[con dipinti di Celeste Di Luca]
Geometriche passioni
Tra passione e geometria si svolge l’articolata raccolta “Gli occhiali di Spinoza”, di Daniela Monreale.
Viene da chiedersi: esiste tra le due uno spiccato dualismo?
La risposta della poetessa parrebbe affermativa, almeno a giudicare dal verso:
“ma solo l’Amore spezza i teoremi”.
Tuttavia
“Allora – mi dico – vorrei un piacere di geometrie”
attenua una dicotomia che, pur esistente, pare non escludere una composizione.
Le “geometrie”, dunque, possono essere fonte di “piacere”.
Un piacere disgiunto dall’amore?
La vivida affettività che attraversa l’intero testo non consente di propendere per questa tesi.
Il verso
“Essere nel silenzio”
è utile suggerimento.
Dal silenzio che non esclude l’essere emerge la lingua in tutti i suoi complessi aspetti: qualcosa di comune, perciò, anche tra elementi discordanti, è possibile riscontrare.
Siamo, insomma, di fronte a differenti fisionomie della natura umana.
Può la passione spegnere ogni razionalità o viceversa?
Forse in casi straordinari, ma non nella vita di tutti i giorni.
Razionalità e passione coesistono, convivono nei nostri gesti, nelle nostre parole: soltanto l’estraniarsi dalle vicende quotidiane, esercitando il pensiero in maniera slegata dai concreti contesti, consente l’emergere di una netta contrapposizione tra le due.
E se
“La poesia è il canale che collega finito ed Infinito.
Così si chiude il cerchio, a riunire due sorrisi”,
ciò può avvenire perché gli opposti sono “sorrisi” riuniti in un cerchio privo di fratture.
Un invito a comprendere, ossia a distinguere e includere nello stesso tempo, pare il senso profondo di un dettato poetico nato dall’intima esigenza di superare certe rigidità.

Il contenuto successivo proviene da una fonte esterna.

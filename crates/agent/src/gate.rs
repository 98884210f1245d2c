//! Tool Invocation Gate
//!
//! Dispatches the model's tool calls to the CRM and tracks which account
//! and contact have been verified. Report-finishing tools are refused
//! until both are verified.

use std::sync::Arc;
use std::time::Duration;

use serde_json::{json, Value};

use visit_agent_core::{ToolCall, UploadMode};
use visit_agent_tools::{
    parse_arguments, AccountLookup, CrmIntegration, FindAccountArgs, IntegrationError,
    ListContactsArgs, ToolError, ToolName, UploadRequest, VisitReportArgs,
    DEFAULT_TOOL_TIMEOUT_SECS,
};

/// What the gate has verified so far in this session
///
/// Only [`ToolGate`] mutates this.
#[derive(Debug, Clone, Default, PartialEq, Eq)]
pub struct ValidationState {
    account_verified: bool,
    contact_verified: bool,
    verified_account_id: Option<String>,
    verified_account_name: Option<String>,
    verified_contact_id: Option<String>,
    /// Account the verified contact was listed under
    contact_account: Option<String>,
}

fn same_account(a: &str, b: &str) -> bool {
    a.trim().to_lowercase() == b.trim().to_lowercase()
}

impl ValidationState {
    pub fn account_verified(&self) -> bool {
        self.account_verified
    }

    pub fn contact_verified(&self) -> bool {
        self.contact_verified
    }

    pub fn verified_account_id(&self) -> Option<&str> {
        self.verified_account_id.as_deref()
    }

    pub fn verified_contact_id(&self) -> Option<&str> {
        self.verified_contact_id.as_deref()
    }

    /// True when the verified contact was listed under the verified account
    pub fn contact_matches_account(&self) -> bool {
        match (&self.verified_account_name, &self.contact_account) {
            (Some(account), Some(listed)) => same_account(account, listed),
            _ => false,
        }
    }

    /// Account and contact verified, and the contact belongs to the account
    pub fn is_ready(&self) -> bool {
        self.account_verified && self.contact_verified && self.contact_matches_account()
    }

    fn verify_account(&mut self, account_id: &str, account_name: &str) {
        // contacts verified for a previously verified, different account no longer apply
        if matches!(self.verified_account_id.as_deref(), Some(prev) if prev != account_id) {
            self.reset_contact();
        }
        self.account_verified = true;
        self.verified_account_id = Some(account_id.to_string());
        self.verified_account_name = Some(account_name.to_string());
    }

    fn reset_account(&mut self) {
        self.account_verified = false;
        self.verified_account_id = None;
        self.verified_account_name = None;
    }

    fn verify_contact(&mut self, contact_id: &str, account_name: &str) {
        self.contact_verified = true;
        self.verified_contact_id = Some(contact_id.to_string());
        self.contact_account = Some(account_name.to_string());
    }

    fn reset_contact(&mut self) {
        self.contact_verified = false;
        self.verified_contact_id = None;
        self.contact_account = None;
    }
}

/// Result of dispatching one call
#[derive(Debug, Clone, PartialEq)]
pub enum ToolOutcome {
    Success(Value),
    /// The tool ran (or could not be parsed) and failed
    Failed(ToolError),
    /// Refused by the gate; the CRM was not contacted
    Blocked(ToolError),
}

impl ToolOutcome {
    /// Payload fed back to the model
    pub fn output(&self) -> Value {
        match self {
            ToolOutcome::Success(value) => value.clone(),
            ToolOutcome::Failed(err) | ToolOutcome::Blocked(err) => err.to_output(),
        }
    }

    pub fn is_success(&self) -> bool {
        matches!(self, ToolOutcome::Success(_))
    }

    pub fn is_blocked(&self) -> bool {
        matches!(self, ToolOutcome::Blocked(_))
    }
}

const VERIFY_FIRST: &str = "The account and the contact must be validated with \
find_account_by_name and list_contacts_for_account before the report can be finished.";

/// Validation-gated tool dispatcher, one per session
pub struct ToolGate {
    crm: Arc<dyn CrmIntegration>,
    upload_mode: UploadMode,
    timeout: Duration,
    state: ValidationState,
}

impl ToolGate {
    pub fn new(crm: Arc<dyn CrmIntegration>, upload_mode: UploadMode) -> Self {
        Self {
            crm,
            upload_mode,
            timeout: Duration::from_secs(DEFAULT_TOOL_TIMEOUT_SECS),
            state: ValidationState::default(),
        }
    }

    /// Bound every CRM call by `timeout`
    pub fn with_timeout(mut self, timeout: Duration) -> Self {
        self.timeout = timeout;
        self
    }

    pub fn state(&self) -> &ValidationState {
        &self.state
    }

    pub fn upload_mode(&self) -> UploadMode {
        self.upload_mode
    }

    /// Execute one call
    ///
    /// Never fails: every error becomes an outcome whose output is sent to
    /// the model, and verification flags are left untouched on failure.
    pub async fn dispatch(&mut self, call: &ToolCall) -> ToolOutcome {
        let name = match self.resolve(&call.name) {
            Some(name) => name,
            None => {
                tracing::warn!(call_id = %call.id, tool = %call.name, "Model called an unknown tool");
                return ToolOutcome::Failed(ToolError::unknown_tool(&call.name));
            },
        };

        if name.is_terminal() && !self.state.is_ready() {
            tracing::warn!(
                call_id = %call.id,
                tool = %name,
                account_verified = self.state.account_verified,
                contact_verified = self.state.contact_verified,
                contact_matches = self.state.contact_matches_account(),
                "Gate refused report before verification"
            );
            return ToolOutcome::Blocked(ToolError::precondition(VERIFY_FIRST));
        }

        let result = match name {
            ToolName::FindAccountByName => self.find_account(&call.arguments).await,
            ToolName::ListContactsForAccount => self.list_contacts(&call.arguments).await,
            ToolName::UploadVisitReport => self.upload(&call.arguments).await,
            ToolName::PrepareForUpload => self.prepare(&call.arguments),
        };

        match result {
            Ok(output) => {
                tracing::debug!(call_id = %call.id, tool = %name, "Tool succeeded");
                ToolOutcome::Success(output)
            },
            Err(err) => {
                metrics::counter!("visit_agent_tool_errors_total", "tool" => name.as_str())
                    .increment(1);
                tracing::warn!(call_id = %call.id, tool = %name, error = %err, "Tool failed");
                ToolOutcome::Failed(err)
            },
        }
    }

    /// Map a called name onto a tool published in this deployment
    fn resolve(&self, called: &str) -> Option<ToolName> {
        let name = called.parse::<ToolName>().ok()?;
        ToolName::published(self.upload_mode)
            .contains(&name)
            .then_some(name)
    }

    async fn call_crm<T, F>(&self, name: ToolName, call: F) -> Result<T, ToolError>
    where
        F: std::future::Future<Output = Result<T, IntegrationError>>,
    {
        metrics::counter!("visit_agent_tool_calls_total", "tool" => name.as_str()).increment(1);
        match tokio::time::timeout(self.timeout, call).await {
            Ok(result) => result.map_err(ToolError::from),
            Err(_elapsed) => Err(ToolError::timeout(name.as_str(), self.timeout.as_secs())),
        }
    }

    async fn find_account(&mut self, arguments: &Value) -> Result<Value, ToolError> {
        let name = ToolName::FindAccountByName;
        let args: FindAccountArgs = parse_arguments(name, arguments)?;
        let lookup = self
            .call_crm(name, self.crm.find_account(&args.account_name))
            .await?;

        match &lookup {
            AccountLookup::SingleFound {
                account_id,
                account_name,
            } => {
                tracing::info!(account_id = %account_id, "Account verified");
                self.state.verify_account(account_id, account_name);
            },
            _ => self.state.reset_account(),
        }

        serde_json::to_value(&lookup).map_err(|e| ToolError::internal(e.to_string()))
    }

    async fn list_contacts(&mut self, arguments: &Value) -> Result<Value, ToolError> {
        let name = ToolName::ListContactsForAccount;
        let args: ListContactsArgs = parse_arguments(name, arguments)?;
        let list = self
            .call_crm(name, self.crm.list_contacts(&args.account_name))
            .await?;

        let matched = args
            .requested_contact()
            .and_then(|requested| list.find_matching(requested).first().map(|c| c.id.clone()));
        match matched {
            Some(contact_id) => {
                tracing::info!(
                    contact_id = %contact_id,
                    account = %args.account_name,
                    "Contact verified"
                );
                self.state.verify_contact(&contact_id, &args.account_name);
            },
            None => self.state.reset_contact(),
        }

        serde_json::to_value(&list).map_err(|e| ToolError::internal(e.to_string()))
    }

    async fn upload(&mut self, arguments: &Value) -> Result<Value, ToolError> {
        let name = ToolName::UploadVisitReport;
        let args: VisitReportArgs = parse_arguments(name, arguments)?;
        let report = args.to_report()?;
        let account_id = self
            .state
            .verified_account_id
            .clone()
            .ok_or_else(|| ToolError::precondition(VERIFY_FIRST))?;

        let request = UploadRequest {
            account_id,
            contact_id: self.state.verified_contact_id.clone(),
            report,
        };
        let record = self.call_crm(name, self.crm.upload(request)).await?;
        tracing::info!(record_id = %record.id, "Visit report uploaded");

        Ok(json!({
            "status": "success",
            "record_id": record.id,
        }))
    }

    fn prepare(&self, arguments: &Value) -> Result<Value, ToolError> {
        let args: VisitReportArgs = parse_arguments(ToolName::PrepareForUpload, arguments)?;
        let report = args.to_report()?;
        tracing::info!(subject = %report.subject, "Visit report prepared");

        Ok(json!({
            "status": "prepared",
            "account_id": self.state.verified_account_id,
            "contact_id": self.state.verified_contact_id,
            "record": report,
        }))
    }
}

Siamo al mondo, viviamo: questo alla fine conta.
Certo, le distinzioni sono importanti, anch’esse fanno parte del nostro esistere, ma non dobbiamo cadere nell’errore di considerarle anelastici modelli.
Non meraviglia, perciò, la presenza di versi come
“Le mattonelle del pavimento
come soldatini in avanscoperta,
solcati senza pietà dalle macchine che a sera
portano a casa la malinconia
in un rombo diaccio di solitudine”,
ossia versi capaci di presentare oggetti ed emotività, “macchine” e sentimenti, distinguendo senza contrapporre.
Impegnata in riflessioni davvero feconde, precisa nel proporre pronunce la cui equilibrata musicalità a volte “s’increspa in scaglie di diamante”, Daniela convince per quel suo mirare direttamente al cuore del problema, per quell’accorgersi, con poetica sapienza, che mostrarlo è già molto e spiegarlo è impossibile.
Talvolta, pena cadere in espressioni prive di senso, occorre sapersi fermare, come lei.